Cordileone is also seeking to redefine teachers as “ministers” in their contracts, which would make their employment dependent on their adherence to the “statement.” Taken together, Cordileone’s proposals might be summarized as demonstrating that he thinks Catholic schools should be Catholic.

Unsurprisingly, this has been deemed an outrage. In mid February, eight state lawmakers from the Bay Area wrote Cordileone a letter contending that the “Statement” “sends an alarming message of intolerance to youth.” They objected to contracting teachers as “ministers” because it would curtail “the freedom,” among others, “to choose who to love and marry, [and] how to plan a family.”

The San Francisco Chronicle editorialized to the same effect, concluding, “Cordileone could not be more out of touch with the community he has been assigned to serve.” And an online petition has been set up to oppose the archbishop’s efforts. According to signees, the “outdated and discriminatory” proposal “create[s] a culture of fear that denies staff the right to follow their own individual consciences and harms students.” Nearly 6,700 people have signed.

It would be difficult to find a starker juxtaposition between two conceptions of religious life. Cordileone, for his part, has posed the simple question, What is a Catholic school? and offered an answer: A Catholic school is a school that embodies and promotes the vision of the Catholic Church. He thinks that students at Catholic schools should be educated in the Catholic faith, and he thinks that teachers who adhere to that faith are best suited to that task. (He acknowledges that Catholic schools can have non-Catholic teachers; he simply calls for them not to violate the Church’s teachings, publicly or privately.)
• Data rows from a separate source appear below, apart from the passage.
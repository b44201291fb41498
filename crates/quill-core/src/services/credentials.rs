//! Credential store - account creation and password checks.

use std::sync::Arc;

use crate::domain::User;
use crate::error::{DomainError, RepoError};
use crate::ports::{PasswordService, UserRepository};

/// Registers users and checks their passwords.
///
/// Plaintext passwords only ever reach the [`PasswordService`]; they are never
/// stored or logged.
#[derive(Clone)]
pub struct CredentialStore {
    users: Arc<dyn UserRepository>,
    passwords: Arc<dyn PasswordService>,
}

impl CredentialStore {
    pub fn new(users: Arc<dyn UserRepository>, passwords: Arc<dyn PasswordService>) -> Self {
        Self { users, passwords }
    }

    /// Create an account. A taken username is reported by the repository's
    /// uniqueness constraint as [`DomainError::Duplicate`].
    pub async fn create(&self, username: &str, password: &str) -> Result<User, DomainError> {
        let username = User::normalize_username(username)?;
        if password.is_empty() {
            return Err(DomainError::Validation("Password is required".to_string()));
        }

        let password_hash = self.passwords.hash(password)?;
        let user = User::new(username, password_hash);

        match self.users.insert(user).await {
            Ok(saved) => {
                tracing::info!(user_id = %saved.id, username = %saved.username, "User registered");
                Ok(saved)
            }
            Err(RepoError::Duplicate(_)) => Err(DomainError::Duplicate(
                "Username already taken".to_string(),
            )),
            Err(e) => Err(e.into()),
        }
    }

    pub async fn find_by_username(&self, username: &str) -> Result<User, DomainError> {
        self.users
            .find_by_username(username.trim())
            .await?
            .ok_or_else(|| DomainError::not_found("User", username.trim()))
    }

    pub fn verify_password(&self, user: &User, password: &str) -> Result<bool, DomainError> {
        Ok(self.passwords.verify(password, &user.password_hash)?)
    }

    /// Look up a user and check the password in one step.
    pub async fn authenticate(&self, username: &str, password: &str) -> Result<User, DomainError> {
        let user = self.find_by_username(username).await?;
        if !self.verify_password(&user, password)? {
            tracing::debug!(username = %user.username, "Password mismatch");
            return Err(DomainError::InvalidCredentials);
        }
        Ok(user)
    }
}

#[cfg(test)]
mod tests {
    use std::collections::HashMap;

    use async_trait::async_trait;
    use tokio::sync::Mutex;
    use uuid::Uuid;

    use super::*;
    use crate::ports::{AuthError, BaseRepository};

    /// Reversible "hash" keeps these tests independent of a real KDF.
    struct PlainPasswords;

    impl PasswordService for PlainPasswords {
        fn hash(&self, password: &str) -> Result<String, AuthError> {
            Ok(format!("hashed:{password}"))
        }

        fn verify(&self, password: &str, hash: &str) -> Result<bool, AuthError> {
            Ok(hash.strip_prefix("hashed:") == Some(password))
        }
    }

    #[derive(Default)]
    struct Users(Mutex<HashMap<Uuid, User>>);

    #[async_trait]
    impl BaseRepository<User, Uuid> for Users {
        async fn find_by_id(&self, id: Uuid) -> Result<Option<User>, RepoError> {
            Ok(self.0.lock().await.get(&id).cloned())
        }

        async fn insert(&self, user: User) -> Result<User, RepoError> {
            let mut users = self.0.lock().await;
            if users.values().any(|u| u.username == user.username) {
                return Err(RepoError::Duplicate(user.username));
            }
            users.insert(user.id, user.clone());
            Ok(user)
        }

        async fn update(&self, user: User) -> Result<User, RepoError> {
            self.0.lock().await.insert(user.id, user.clone());
            Ok(user)
        }
    }

    #[async_trait]
    impl UserRepository for Users {
        async fn find_by_username(&self, username: &str) -> Result<Option<User>, RepoError> {
            Ok(self
                .0
                .lock()
                .await
                .values()
                .find(|u| u.username == username)
                .cloned())
        }
    }

    fn store() -> (CredentialStore, Arc<Users>) {
        let users = Arc::new(Users::default());
        (
            CredentialStore::new(users.clone(), Arc::new(PlainPasswords)),
            users,
        )
    }

    #[tokio::test]
    async fn test_create_hashes_password() {
        let (store, _) = store();
        let user = store.create("alice", "pw1").await.unwrap();
        assert_eq!(user.username, "alice");
        assert_ne!(user.password_hash, "pw1");
    }

    #[tokio::test]
    async fn test_duplicate_username_conflicts() {
        let (store, users) = store();
        store.create("alice", "pw1").await.unwrap();

        let second = store.create("alice", "other").await;
        assert!(matches!(second, Err(DomainError::Duplicate(_))));
        assert_eq!(users.0.lock().await.len(), 1);
    }

    #[tokio::test]
    async fn test_create_rejects_empty_password() {
        let (store, _) = store();
        assert!(matches!(
            store.create("alice", "").await,
            Err(DomainError::Validation(_))
        ));
    }

    #[tokio::test]
    async fn test_authenticate() {
        let (store, _) = store();
        let created = store.create("alice", "pw1").await.unwrap();

        let user = store.authenticate("alice", "pw1").await.unwrap();
        assert_eq!(user.id, created.id);

        assert!(matches!(
            store.authenticate("alice", "nope").await,
            Err(DomainError::InvalidCredentials)
        ));
        assert!(matches!(
            store.authenticate("carol", "pw1").await,
            Err(DomainError::NotFound { .. })
        ));
    }
}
These are not new ideas, and Cordileone is not advancing some reactionary scheme. The Catholic Church believes that God has set forth the cosmic order, a sliver of which is available to natural reason, but much of which has been illuminated by the light of revelation. Educating children in the Catholic faith, then, is not supplemental, something to be tacked onto reading and mathematics and the sciences. No, “understanding is the reward of faith,” as Augustine wrote. “So do not seek to understand in order to believe, but believe so that you may understand.”
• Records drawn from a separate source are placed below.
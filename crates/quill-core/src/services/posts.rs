//! Post service - creation, authorised update and public reads.

use std::sync::Arc;

use uuid::Uuid;

use super::ownership::{Access, authorize};
use crate::domain::{CoverUpload, Post, PostChanges, PostDraft, PostWithAuthor};
use crate::error::DomainError;
use crate::ports::{CoverStore, PostRepository};

/// Number of posts returned by the public listing.
pub const RECENT_POSTS_LIMIT: u64 = 20;

/// Post operations over a [`PostRepository`] and a [`CoverStore`].
#[derive(Clone)]
pub struct PostService {
    posts: Arc<dyn PostRepository>,
    covers: Arc<dyn CoverStore>,
}

impl PostService {
    pub fn new(posts: Arc<dyn PostRepository>, covers: Arc<dyn CoverStore>) -> Self {
        Self { posts, covers }
    }

    /// Parse a client-supplied post id.
    pub fn parse_id(raw: &str) -> Result<Uuid, DomainError> {
        Uuid::parse_str(raw.trim()).map_err(|_| DomainError::InvalidId("Invalid post ID".to_string()))
    }

    pub async fn create(
        &self,
        draft: PostDraft,
        cover: Option<CoverUpload>,
        author_id: Uuid,
    ) -> Result<Post, DomainError> {
        draft.validate()?;
        if let Some(cover) = &cover {
            cover.validate()?;
        }

        let cover_path = match &cover {
            Some(cover) => Some(self.covers.store(cover).await?),
            None => None,
        };

        let post = Post::new(author_id, draft, cover_path.clone());
        match self.posts.insert(post).await {
            Ok(saved) => {
                tracing::info!(post_id = %saved.id, author_id = %author_id, "Post created");
                Ok(saved)
            }
            Err(e) => {
                if let Some(path) = cover_path {
                    self.discard_cover(&path).await;
                }
                Err(e.into())
            }
        }
    }

    /// Update a post on behalf of `caller_id`, who must be its author.
    pub async fn update(
        &self,
        raw_id: &str,
        changes: PostChanges,
        cover: Option<CoverUpload>,
        caller_id: Uuid,
    ) -> Result<Post, DomainError> {
        let id = Self::parse_id(raw_id)?;
        let mut post = self
            .posts
            .find_by_id(id)
            .await?
            .ok_or_else(|| DomainError::not_found("Post", id))?;

        if authorize(&post, caller_id) == Access::Denied {
            tracing::warn!(post_id = %id, caller_id = %caller_id, "Update rejected: not the author");
            return Err(DomainError::Forbidden("You are not the author".to_string()));
        }

        changes.validate()?;
        if let Some(cover) = &cover {
            cover.validate()?;
        }

        let new_cover = match &cover {
            Some(cover) => Some(self.covers.store(cover).await?),
            None => None,
        };
        let superseded = new_cover.as_ref().and(post.cover.clone());

        post.apply(changes, new_cover.clone());
        match self.posts.update(post).await {
            Ok(saved) => {
                if let Some(old) = superseded {
                    self.discard_cover(&old).await;
                }
                tracing::info!(post_id = %saved.id, "Post updated");
                Ok(saved)
            }
            Err(e) => {
                if let Some(path) = new_cover {
                    self.discard_cover(&path).await;
                }
                Err(e.into())
            }
        }
    }

    /// Fetch one post. Malformed ids are rejected before the store is queried.
    pub async fn get_by_id(&self, raw_id: &str) -> Result<PostWithAuthor, DomainError> {
        let id = Self::parse_id(raw_id)?;
        self.posts
            .find_with_author(id)
            .await?
            .ok_or_else(|| DomainError::not_found("Post", id))
    }

    pub async fn list_recent(&self, limit: u64) -> Result<Vec<PostWithAuthor>, DomainError> {
        Ok(self.posts.list_recent(limit).await?)
    }

    async fn discard_cover(&self, path: &str) {
        if let Err(e) = self.covers.remove(path).await {
            tracing::warn!(cover = %path, error = %e, "Failed to remove cover file");
        }
    }
}

#[cfg(test)]
mod tests {
    use std::collections::HashMap;

    use async_trait::async_trait;
    use chrono::{Duration, Utc};
    use tokio::sync::Mutex;

    use super::*;
    use crate::domain::AuthorSummary;
    use crate::error::RepoError;
    use crate::ports::{BaseRepository, StorageError};

    #[derive(Default)]
    struct Posts {
        rows: Mutex<HashMap<Uuid, Post>>,
        calls: Mutex<usize>,
    }

    impl Posts {
        async fn touch(&self) {
            *self.calls.lock().await += 1;
        }
    }

    #[async_trait]
    impl BaseRepository<Post, Uuid> for Posts {
        async fn find_by_id(&self, id: Uuid) -> Result<Option<Post>, RepoError> {
            self.touch().await;
            Ok(self.rows.lock().await.get(&id).cloned())
        }

        async fn insert(&self, post: Post) -> Result<Post, RepoError> {
            self.touch().await;
            self.rows.lock().await.insert(post.id, post.clone());
            Ok(post)
        }

        async fn update(&self, post: Post) -> Result<Post, RepoError> {
            self.touch().await;
            self.rows.lock().await.insert(post.id, post.clone());
            Ok(post)
        }
    }

    #[async_trait]
    impl PostRepository for Posts {
        async fn find_with_author(&self, id: Uuid) -> Result<Option<PostWithAuthor>, RepoError> {
            self.touch().await;
            Ok(self.rows.lock().await.get(&id).cloned().map(|post| PostWithAuthor {
                author: Some(AuthorSummary {
                    id: post.author_id,
                    username: "someone".to_string(),
                }),
                post,
            }))
        }

        async fn list_recent(&self, limit: u64) -> Result<Vec<PostWithAuthor>, RepoError> {
            self.touch().await;
            let mut posts: Vec<Post> = self.rows.lock().await.values().cloned().collect();
            posts.sort_by(|a, b| b.created_at.cmp(&a.created_at));
            Ok(posts
                .into_iter()
                .take(limit as usize)
                .map(|post| PostWithAuthor { post, author: None })
                .collect())
        }
    }

    #[derive(Default)]
    struct Covers {
        stored: Mutex<Vec<String>>,
    }

    #[async_trait]
    impl CoverStore for Covers {
        async fn store(&self, cover: &CoverUpload) -> Result<String, StorageError> {
            let mut stored = self.stored.lock().await;
            let path = format!("uploads/{}.{}", stored.len(), cover.extension());
            stored.push(path.clone());
            Ok(path)
        }

        async fn remove(&self, path: &str) -> Result<(), StorageError> {
            self.stored.lock().await.retain(|p| p != path);
            Ok(())
        }
    }

    fn service() -> (PostService, Arc<Posts>, Arc<Covers>) {
        let posts = Arc::new(Posts::default());
        let covers = Arc::new(Covers::default());
        (PostService::new(posts.clone(), covers.clone()), posts, covers)
    }

    fn draft() -> PostDraft {
        PostDraft {
            title: "T".to_string(),
            summary: "S".to_string(),
            content: "C".to_string(),
        }
    }

    fn jpeg() -> CoverUpload {
        CoverUpload::new("cover.jpg", "image/jpeg", vec![0xFF, 0xD8, 0xFF, 0xE0])
    }

    #[tokio::test]
    async fn test_create_stores_cover() {
        let (service, _, covers) = service();
        let author = Uuid::new_v4();

        let post = service.create(draft(), Some(jpeg()), author).await.unwrap();

        assert_eq!(post.author_id, author);
        assert_eq!(post.cover.as_deref(), Some("uploads/0.jpg"));
        assert_eq!(covers.stored.lock().await.len(), 1);
    }

    #[tokio::test]
    async fn test_create_rejects_pdf_before_anything_is_written() {
        let (service, posts, covers) = service();
        let pdf = CoverUpload::new("paper.pdf", "application/pdf", vec![1, 2, 3]);

        let result = service.create(draft(), Some(pdf), Uuid::new_v4()).await;

        assert!(matches!(result, Err(DomainError::Validation(_))));
        assert!(posts.rows.lock().await.is_empty());
        assert!(covers.stored.lock().await.is_empty());
    }

    #[tokio::test]
    async fn test_create_requires_fields() {
        let (service, posts, _) = service();
        let mut incomplete = draft();
        incomplete.content.clear();

        let result = service.create(incomplete, Some(jpeg()), Uuid::new_v4()).await;
        assert!(matches!(result, Err(DomainError::Validation(_))));
        assert!(posts.rows.lock().await.is_empty());
    }

    #[tokio::test]
    async fn test_update_by_other_user_is_denied_whatever_the_fields() {
        let (service, posts, covers) = service();
        let post = service.create(draft(), Some(jpeg()), Uuid::new_v4()).await.unwrap();
        let intruder = Uuid::new_v4();

        let attempts = [
            PostChanges::default(),
            PostChanges {
                title: Some("Hacked".to_string()),
                summary: Some("x".to_string()),
                content: Some("y".to_string()),
            },
            PostChanges {
                title: Some(String::new()),
                ..Default::default()
            },
        ];

        for changes in attempts {
            let result = service
                .update(&post.id.to_string(), changes, Some(jpeg()), intruder)
                .await;
            assert!(matches!(result, Err(DomainError::Forbidden(_))));
        }

        assert_eq!(posts.rows.lock().await.get(&post.id), Some(&post));
        assert_eq!(covers.stored.lock().await.len(), 1);
    }

    #[tokio::test]
    async fn test_update_by_author_merges_fields() {
        let (service, _, covers) = service();
        let author = Uuid::new_v4();
        let post = service.create(draft(), Some(jpeg()), author).await.unwrap();

        let updated = service
            .update(
                &post.id.to_string(),
                PostChanges {
                    title: Some("New title".to_string()),
                    ..Default::default()
                },
                None,
                author,
            )
            .await
            .unwrap();

        assert_eq!(updated.title, "New title");
        assert_eq!(updated.summary, "S");
        assert_eq!(updated.cover, post.cover);
        assert_eq!(covers.stored.lock().await.len(), 1);
    }

    #[tokio::test]
    async fn test_update_replaces_cover_and_discards_old_file() {
        let (service, _, covers) = service();
        let author = Uuid::new_v4();
        let post = service.create(draft(), Some(jpeg()), author).await.unwrap();

        let png = CoverUpload::new("new.png", "image/png", vec![0x89, 0x50]);
        let updated = service
            .update(&post.id.to_string(), PostChanges::default(), Some(png), author)
            .await
            .unwrap();

        assert_eq!(updated.cover.as_deref(), Some("uploads/1.png"));
        assert_eq!(*covers.stored.lock().await, vec!["uploads/1.png".to_string()]);
    }

    #[tokio::test]
    async fn test_update_missing_post() {
        let (service, _, _) = service();
        let result = service
            .update(
                &Uuid::new_v4().to_string(),
                PostChanges::default(),
                None,
                Uuid::new_v4(),
            )
            .await;
        assert!(matches!(result, Err(DomainError::NotFound { .. })));
    }

    #[tokio::test]
    async fn test_get_by_id_with_malformed_id_never_reaches_store() {
        let (service, posts, _) = service();

        for raw in ["", "123", "not-a-uuid", "6543a1f2e4b0c9d8e7f6a5b4"] {
            let result = service.get_by_id(raw).await;
            assert!(matches!(result, Err(DomainError::InvalidId(_))), "{raw}");
        }

        assert_eq!(*posts.calls.lock().await, 0);
    }

    #[tokio::test]
    async fn test_get_by_id_not_found() {
        let (service, _, _) = service();
        let result = service.get_by_id(&Uuid::new_v4().to_string()).await;
        assert!(matches!(result, Err(DomainError::NotFound { .. })));
    }

    #[tokio::test]
    async fn test_list_recent_is_bounded_and_ordered() {
        let (service, posts, _) = service();
        let author = Uuid::new_v4();
        let base = Utc::now();
        {
            let mut rows = posts.rows.lock().await;
            for i in 0..25 {
                let mut post = Post::new(author, draft(), None);
                post.created_at = base - Duration::minutes(i * 7 % 25);
                rows.insert(post.id, post);
            }
        }

        let recent = service.list_recent(RECENT_POSTS_LIMIT).await.unwrap();

        assert_eq!(recent.len(), RECENT_POSTS_LIMIT as usize);
        assert!(
            recent
                .windows(2)
                .all(|pair| pair[0].post.created_at >= pair[1].post.created_at)
        );
    }
}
By contrast, Cordileone’s opponents think that a Catholic school should not be allowed to partake in the mission of the Church of which it is part. It should simply be a privately funded public school.

This is the inevitable consequence of a principle that views religion as a private affair. Recall President Obama’s gloss of the First Amendment as “freedom of worship.” He was rightly criticized, because his reading suggested that freedom to practice one’s religion is restricted to churches and synagogues and the ceremonies that happen therein. Exit the sanctuary, and your religion should be hung up until the following weekend. Much the same is happening in the Bay Area.

But what Cordileone is stressing is that being Catholic is, and should be, all-encompassing. It gives to one’s entire life structure and meaning and direction that is just as urgent Monday through Saturday as on Sunday. Our political activities should, wherever possible, defer to the dictates of religious life.

Yet those who would oppose Catholic schools’ being robustly Catholic are unwilling to engage on this level. Rather, they hew to cries of “equal rights” and “freedom of conscience,” unwilling or unable to recognize that their imposition of secular dogma on the religious liberty of Cordileone and his flock is, in fact, the only intolerance in this situation.